**TO DO**
You are asked to filter the data below and copy every line holding "adverts".

[Collected data]
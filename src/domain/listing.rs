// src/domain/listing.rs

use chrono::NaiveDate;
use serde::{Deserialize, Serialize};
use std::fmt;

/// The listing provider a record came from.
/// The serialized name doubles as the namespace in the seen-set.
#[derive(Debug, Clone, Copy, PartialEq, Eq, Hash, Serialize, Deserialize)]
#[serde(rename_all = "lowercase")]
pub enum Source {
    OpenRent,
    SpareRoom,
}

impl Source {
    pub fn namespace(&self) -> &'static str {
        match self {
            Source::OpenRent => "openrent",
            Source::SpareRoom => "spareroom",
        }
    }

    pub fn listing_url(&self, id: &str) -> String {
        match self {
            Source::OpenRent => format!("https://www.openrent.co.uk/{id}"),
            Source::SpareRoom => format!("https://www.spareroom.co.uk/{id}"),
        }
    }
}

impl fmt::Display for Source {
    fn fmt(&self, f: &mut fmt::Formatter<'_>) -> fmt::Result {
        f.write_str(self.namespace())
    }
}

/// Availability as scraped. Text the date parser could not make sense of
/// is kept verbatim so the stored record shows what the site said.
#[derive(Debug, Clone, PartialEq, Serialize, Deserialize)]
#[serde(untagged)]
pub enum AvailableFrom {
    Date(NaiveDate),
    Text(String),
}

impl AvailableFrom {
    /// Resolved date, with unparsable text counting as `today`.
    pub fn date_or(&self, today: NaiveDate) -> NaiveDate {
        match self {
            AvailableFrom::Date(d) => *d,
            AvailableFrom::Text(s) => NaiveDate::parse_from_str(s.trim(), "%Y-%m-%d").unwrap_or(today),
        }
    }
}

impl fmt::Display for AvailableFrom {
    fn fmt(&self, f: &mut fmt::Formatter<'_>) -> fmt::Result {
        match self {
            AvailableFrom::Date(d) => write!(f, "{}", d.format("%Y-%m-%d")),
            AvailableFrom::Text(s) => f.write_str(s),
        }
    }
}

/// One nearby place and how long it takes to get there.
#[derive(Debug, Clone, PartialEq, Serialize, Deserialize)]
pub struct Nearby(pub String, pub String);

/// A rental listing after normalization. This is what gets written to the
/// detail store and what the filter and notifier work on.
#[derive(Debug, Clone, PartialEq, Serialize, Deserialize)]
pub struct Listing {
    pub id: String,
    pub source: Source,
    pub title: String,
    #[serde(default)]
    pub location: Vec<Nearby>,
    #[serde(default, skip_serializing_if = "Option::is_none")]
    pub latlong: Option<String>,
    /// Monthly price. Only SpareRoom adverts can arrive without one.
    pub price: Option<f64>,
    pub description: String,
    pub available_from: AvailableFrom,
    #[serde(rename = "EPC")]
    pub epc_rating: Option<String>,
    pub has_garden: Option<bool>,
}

--

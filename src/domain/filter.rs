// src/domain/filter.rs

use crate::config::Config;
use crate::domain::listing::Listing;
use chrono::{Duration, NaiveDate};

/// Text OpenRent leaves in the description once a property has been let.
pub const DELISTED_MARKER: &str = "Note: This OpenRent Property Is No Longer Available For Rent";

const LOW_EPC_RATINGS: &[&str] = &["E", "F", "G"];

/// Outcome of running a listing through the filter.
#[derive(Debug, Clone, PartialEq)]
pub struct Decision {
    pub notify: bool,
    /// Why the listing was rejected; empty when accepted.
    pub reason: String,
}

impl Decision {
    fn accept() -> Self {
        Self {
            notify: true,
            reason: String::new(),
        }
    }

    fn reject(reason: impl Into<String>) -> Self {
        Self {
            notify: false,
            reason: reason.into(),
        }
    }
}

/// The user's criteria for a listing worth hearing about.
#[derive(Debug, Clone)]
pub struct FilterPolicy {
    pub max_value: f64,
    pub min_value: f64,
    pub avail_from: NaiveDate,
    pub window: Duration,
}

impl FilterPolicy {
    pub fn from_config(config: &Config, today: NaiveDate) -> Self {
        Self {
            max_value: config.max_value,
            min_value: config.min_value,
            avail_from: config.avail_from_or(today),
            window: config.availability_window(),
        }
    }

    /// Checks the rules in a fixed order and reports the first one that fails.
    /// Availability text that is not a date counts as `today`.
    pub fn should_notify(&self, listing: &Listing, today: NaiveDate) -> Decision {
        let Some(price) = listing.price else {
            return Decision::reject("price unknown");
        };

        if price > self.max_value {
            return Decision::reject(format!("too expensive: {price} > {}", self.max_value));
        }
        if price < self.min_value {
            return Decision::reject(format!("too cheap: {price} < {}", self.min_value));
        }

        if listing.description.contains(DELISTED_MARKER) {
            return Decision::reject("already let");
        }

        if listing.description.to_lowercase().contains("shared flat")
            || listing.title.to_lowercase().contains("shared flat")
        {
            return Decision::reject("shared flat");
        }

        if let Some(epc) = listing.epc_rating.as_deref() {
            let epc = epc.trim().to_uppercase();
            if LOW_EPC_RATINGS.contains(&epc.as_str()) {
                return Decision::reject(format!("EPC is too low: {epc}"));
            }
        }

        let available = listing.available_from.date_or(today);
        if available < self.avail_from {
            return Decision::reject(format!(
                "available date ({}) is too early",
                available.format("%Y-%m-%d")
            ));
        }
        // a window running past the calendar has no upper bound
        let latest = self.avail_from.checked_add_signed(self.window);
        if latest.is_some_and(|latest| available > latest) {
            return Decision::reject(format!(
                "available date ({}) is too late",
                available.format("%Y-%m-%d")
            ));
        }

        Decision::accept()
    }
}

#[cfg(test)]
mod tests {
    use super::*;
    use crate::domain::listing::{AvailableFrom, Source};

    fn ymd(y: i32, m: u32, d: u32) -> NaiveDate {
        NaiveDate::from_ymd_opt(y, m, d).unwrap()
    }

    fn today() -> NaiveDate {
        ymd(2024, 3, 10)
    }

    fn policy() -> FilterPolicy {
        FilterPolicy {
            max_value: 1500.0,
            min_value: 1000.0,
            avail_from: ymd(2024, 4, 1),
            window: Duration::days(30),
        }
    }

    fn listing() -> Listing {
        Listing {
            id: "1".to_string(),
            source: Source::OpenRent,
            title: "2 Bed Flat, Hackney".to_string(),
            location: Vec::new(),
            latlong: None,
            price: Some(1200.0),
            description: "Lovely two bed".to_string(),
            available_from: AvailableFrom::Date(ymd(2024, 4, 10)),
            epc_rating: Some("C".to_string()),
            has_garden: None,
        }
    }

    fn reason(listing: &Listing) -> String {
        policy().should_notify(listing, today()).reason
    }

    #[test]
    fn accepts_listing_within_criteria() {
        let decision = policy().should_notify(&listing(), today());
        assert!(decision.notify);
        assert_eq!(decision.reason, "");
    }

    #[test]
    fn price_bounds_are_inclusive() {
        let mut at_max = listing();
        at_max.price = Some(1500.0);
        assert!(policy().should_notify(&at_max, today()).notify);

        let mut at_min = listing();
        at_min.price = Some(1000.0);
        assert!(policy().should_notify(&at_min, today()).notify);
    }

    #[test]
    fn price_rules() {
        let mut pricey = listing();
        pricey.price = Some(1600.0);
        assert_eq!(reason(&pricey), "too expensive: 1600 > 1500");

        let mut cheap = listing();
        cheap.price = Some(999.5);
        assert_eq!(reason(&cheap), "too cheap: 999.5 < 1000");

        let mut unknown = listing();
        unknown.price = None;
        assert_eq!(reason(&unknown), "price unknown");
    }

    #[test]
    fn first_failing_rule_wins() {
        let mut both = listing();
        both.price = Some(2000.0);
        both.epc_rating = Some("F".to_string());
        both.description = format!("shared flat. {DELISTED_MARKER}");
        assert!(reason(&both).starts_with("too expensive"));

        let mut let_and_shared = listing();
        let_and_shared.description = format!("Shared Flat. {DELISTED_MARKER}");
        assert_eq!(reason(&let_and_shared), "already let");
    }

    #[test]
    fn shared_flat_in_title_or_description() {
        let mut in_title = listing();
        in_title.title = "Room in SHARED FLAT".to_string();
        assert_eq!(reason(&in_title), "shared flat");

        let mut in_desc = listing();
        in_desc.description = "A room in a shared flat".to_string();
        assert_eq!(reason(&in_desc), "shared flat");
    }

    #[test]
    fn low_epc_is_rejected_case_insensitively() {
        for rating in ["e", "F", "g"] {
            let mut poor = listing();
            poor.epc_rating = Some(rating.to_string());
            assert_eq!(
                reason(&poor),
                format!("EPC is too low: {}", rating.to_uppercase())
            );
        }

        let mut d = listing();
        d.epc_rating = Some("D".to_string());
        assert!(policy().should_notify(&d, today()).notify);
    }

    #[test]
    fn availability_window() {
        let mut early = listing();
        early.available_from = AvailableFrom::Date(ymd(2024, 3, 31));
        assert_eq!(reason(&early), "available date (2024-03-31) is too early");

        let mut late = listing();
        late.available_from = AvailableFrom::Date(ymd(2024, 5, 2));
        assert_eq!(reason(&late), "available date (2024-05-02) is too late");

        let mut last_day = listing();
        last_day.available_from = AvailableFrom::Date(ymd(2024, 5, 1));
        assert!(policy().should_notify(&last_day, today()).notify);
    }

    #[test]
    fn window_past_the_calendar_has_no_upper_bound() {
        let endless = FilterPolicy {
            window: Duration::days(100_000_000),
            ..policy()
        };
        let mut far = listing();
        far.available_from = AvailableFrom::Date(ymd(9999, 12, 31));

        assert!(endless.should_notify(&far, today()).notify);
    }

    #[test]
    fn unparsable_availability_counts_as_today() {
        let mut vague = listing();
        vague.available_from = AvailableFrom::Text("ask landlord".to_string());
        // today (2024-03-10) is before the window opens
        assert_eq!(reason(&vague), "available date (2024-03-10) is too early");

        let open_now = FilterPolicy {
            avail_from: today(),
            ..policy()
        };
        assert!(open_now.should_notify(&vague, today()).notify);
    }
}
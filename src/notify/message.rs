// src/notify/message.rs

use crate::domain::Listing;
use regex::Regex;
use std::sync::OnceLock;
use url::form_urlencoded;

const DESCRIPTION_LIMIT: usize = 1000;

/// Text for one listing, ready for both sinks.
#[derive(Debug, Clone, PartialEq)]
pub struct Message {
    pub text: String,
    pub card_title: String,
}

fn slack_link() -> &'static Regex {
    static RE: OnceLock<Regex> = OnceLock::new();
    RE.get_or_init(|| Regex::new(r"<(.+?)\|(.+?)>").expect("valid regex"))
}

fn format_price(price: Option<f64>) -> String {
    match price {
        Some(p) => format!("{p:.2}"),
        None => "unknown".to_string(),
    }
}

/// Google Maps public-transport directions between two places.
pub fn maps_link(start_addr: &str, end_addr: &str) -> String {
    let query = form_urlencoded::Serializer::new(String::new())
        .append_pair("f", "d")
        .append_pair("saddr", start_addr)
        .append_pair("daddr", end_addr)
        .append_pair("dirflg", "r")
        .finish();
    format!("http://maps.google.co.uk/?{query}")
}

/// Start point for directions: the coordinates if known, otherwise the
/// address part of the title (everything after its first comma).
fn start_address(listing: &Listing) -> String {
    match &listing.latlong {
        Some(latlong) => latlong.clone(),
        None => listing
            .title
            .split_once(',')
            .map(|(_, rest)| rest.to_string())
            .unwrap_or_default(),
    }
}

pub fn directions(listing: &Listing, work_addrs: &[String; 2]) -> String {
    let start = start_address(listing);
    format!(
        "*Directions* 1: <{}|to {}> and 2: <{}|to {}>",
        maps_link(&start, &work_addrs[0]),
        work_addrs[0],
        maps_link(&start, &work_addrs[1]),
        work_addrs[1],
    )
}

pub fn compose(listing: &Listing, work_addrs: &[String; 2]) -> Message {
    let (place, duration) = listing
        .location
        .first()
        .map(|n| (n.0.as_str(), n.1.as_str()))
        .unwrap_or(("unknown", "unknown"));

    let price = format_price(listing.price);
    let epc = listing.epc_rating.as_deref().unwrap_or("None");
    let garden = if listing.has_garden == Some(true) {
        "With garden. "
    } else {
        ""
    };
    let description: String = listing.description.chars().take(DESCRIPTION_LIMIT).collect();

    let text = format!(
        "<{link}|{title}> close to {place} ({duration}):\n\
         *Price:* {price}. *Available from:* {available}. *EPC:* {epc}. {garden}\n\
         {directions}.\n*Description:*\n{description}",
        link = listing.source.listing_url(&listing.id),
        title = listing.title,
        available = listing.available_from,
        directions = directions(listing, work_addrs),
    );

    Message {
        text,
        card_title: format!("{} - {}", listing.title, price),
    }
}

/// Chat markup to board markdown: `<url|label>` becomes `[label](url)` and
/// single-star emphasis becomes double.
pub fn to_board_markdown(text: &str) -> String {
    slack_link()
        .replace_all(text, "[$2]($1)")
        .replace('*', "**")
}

--

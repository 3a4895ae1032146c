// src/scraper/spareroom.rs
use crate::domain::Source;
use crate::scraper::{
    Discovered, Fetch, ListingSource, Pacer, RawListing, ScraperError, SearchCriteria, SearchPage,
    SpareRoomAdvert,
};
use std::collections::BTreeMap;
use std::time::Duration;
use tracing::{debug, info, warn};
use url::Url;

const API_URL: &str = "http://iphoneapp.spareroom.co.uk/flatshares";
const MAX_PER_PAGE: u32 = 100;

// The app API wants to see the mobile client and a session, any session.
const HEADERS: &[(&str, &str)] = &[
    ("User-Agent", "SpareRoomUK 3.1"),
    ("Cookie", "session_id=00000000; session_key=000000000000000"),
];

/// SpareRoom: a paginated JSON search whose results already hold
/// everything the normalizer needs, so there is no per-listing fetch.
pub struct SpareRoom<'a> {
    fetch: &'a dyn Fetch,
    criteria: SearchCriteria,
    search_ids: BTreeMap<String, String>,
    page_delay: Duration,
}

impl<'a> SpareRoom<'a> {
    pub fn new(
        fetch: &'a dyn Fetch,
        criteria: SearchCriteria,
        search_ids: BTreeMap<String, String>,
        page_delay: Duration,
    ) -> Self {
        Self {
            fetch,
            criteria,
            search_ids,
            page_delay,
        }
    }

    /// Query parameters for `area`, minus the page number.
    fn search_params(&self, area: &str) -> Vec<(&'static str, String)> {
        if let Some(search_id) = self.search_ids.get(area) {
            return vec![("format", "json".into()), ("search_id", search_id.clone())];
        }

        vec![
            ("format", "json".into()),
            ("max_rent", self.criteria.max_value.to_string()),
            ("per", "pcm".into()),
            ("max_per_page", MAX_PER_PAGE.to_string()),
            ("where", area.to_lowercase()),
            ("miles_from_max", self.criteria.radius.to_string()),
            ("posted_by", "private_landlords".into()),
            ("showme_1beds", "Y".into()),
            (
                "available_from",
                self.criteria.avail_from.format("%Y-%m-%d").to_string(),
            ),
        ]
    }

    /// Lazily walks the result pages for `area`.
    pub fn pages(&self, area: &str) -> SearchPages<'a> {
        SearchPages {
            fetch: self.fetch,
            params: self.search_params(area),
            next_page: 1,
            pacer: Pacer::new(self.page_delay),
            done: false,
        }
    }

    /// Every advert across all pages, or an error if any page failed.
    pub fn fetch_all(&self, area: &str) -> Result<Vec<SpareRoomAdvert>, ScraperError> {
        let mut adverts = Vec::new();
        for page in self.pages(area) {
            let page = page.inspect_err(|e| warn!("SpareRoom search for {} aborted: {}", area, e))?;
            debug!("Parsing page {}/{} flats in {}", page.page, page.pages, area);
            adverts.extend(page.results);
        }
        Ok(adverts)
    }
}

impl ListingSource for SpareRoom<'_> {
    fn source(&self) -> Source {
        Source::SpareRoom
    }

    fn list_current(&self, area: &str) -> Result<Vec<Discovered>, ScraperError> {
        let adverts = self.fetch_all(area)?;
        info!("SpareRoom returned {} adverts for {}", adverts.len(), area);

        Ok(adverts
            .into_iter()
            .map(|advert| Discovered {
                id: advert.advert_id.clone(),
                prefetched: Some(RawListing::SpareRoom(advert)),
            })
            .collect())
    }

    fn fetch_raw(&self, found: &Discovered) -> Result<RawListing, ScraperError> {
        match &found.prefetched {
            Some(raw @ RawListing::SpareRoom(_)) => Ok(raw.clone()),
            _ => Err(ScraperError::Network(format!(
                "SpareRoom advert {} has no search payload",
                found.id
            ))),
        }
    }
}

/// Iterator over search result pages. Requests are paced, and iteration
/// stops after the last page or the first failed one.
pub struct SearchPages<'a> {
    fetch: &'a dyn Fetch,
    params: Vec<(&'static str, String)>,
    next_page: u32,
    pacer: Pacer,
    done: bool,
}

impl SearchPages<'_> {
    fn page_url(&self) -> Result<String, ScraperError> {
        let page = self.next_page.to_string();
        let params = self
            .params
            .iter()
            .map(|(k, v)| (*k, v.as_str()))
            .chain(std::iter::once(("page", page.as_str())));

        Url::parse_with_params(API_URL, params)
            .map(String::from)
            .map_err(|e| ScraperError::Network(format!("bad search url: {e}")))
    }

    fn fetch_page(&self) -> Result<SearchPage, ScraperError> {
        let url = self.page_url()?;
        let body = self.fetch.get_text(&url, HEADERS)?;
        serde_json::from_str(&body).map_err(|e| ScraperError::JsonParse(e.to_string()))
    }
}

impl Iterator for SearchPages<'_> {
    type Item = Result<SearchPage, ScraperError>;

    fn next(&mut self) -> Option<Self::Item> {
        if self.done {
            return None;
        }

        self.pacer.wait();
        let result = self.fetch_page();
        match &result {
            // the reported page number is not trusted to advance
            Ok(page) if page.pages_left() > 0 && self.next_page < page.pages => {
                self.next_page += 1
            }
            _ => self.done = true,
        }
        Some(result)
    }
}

**COMPLETED EXERCISE**
    /// Monthly price. Only SpareRoom adverts can arrive without one.
        let mut adverts = Vec::new();
            adverts.extend(page.results);
        Ok(adverts)
        let adverts = self.fetch_all(area)?;
        info!("SpareRoom returned {} adverts for {}", adverts.len(), area);
        Ok(adverts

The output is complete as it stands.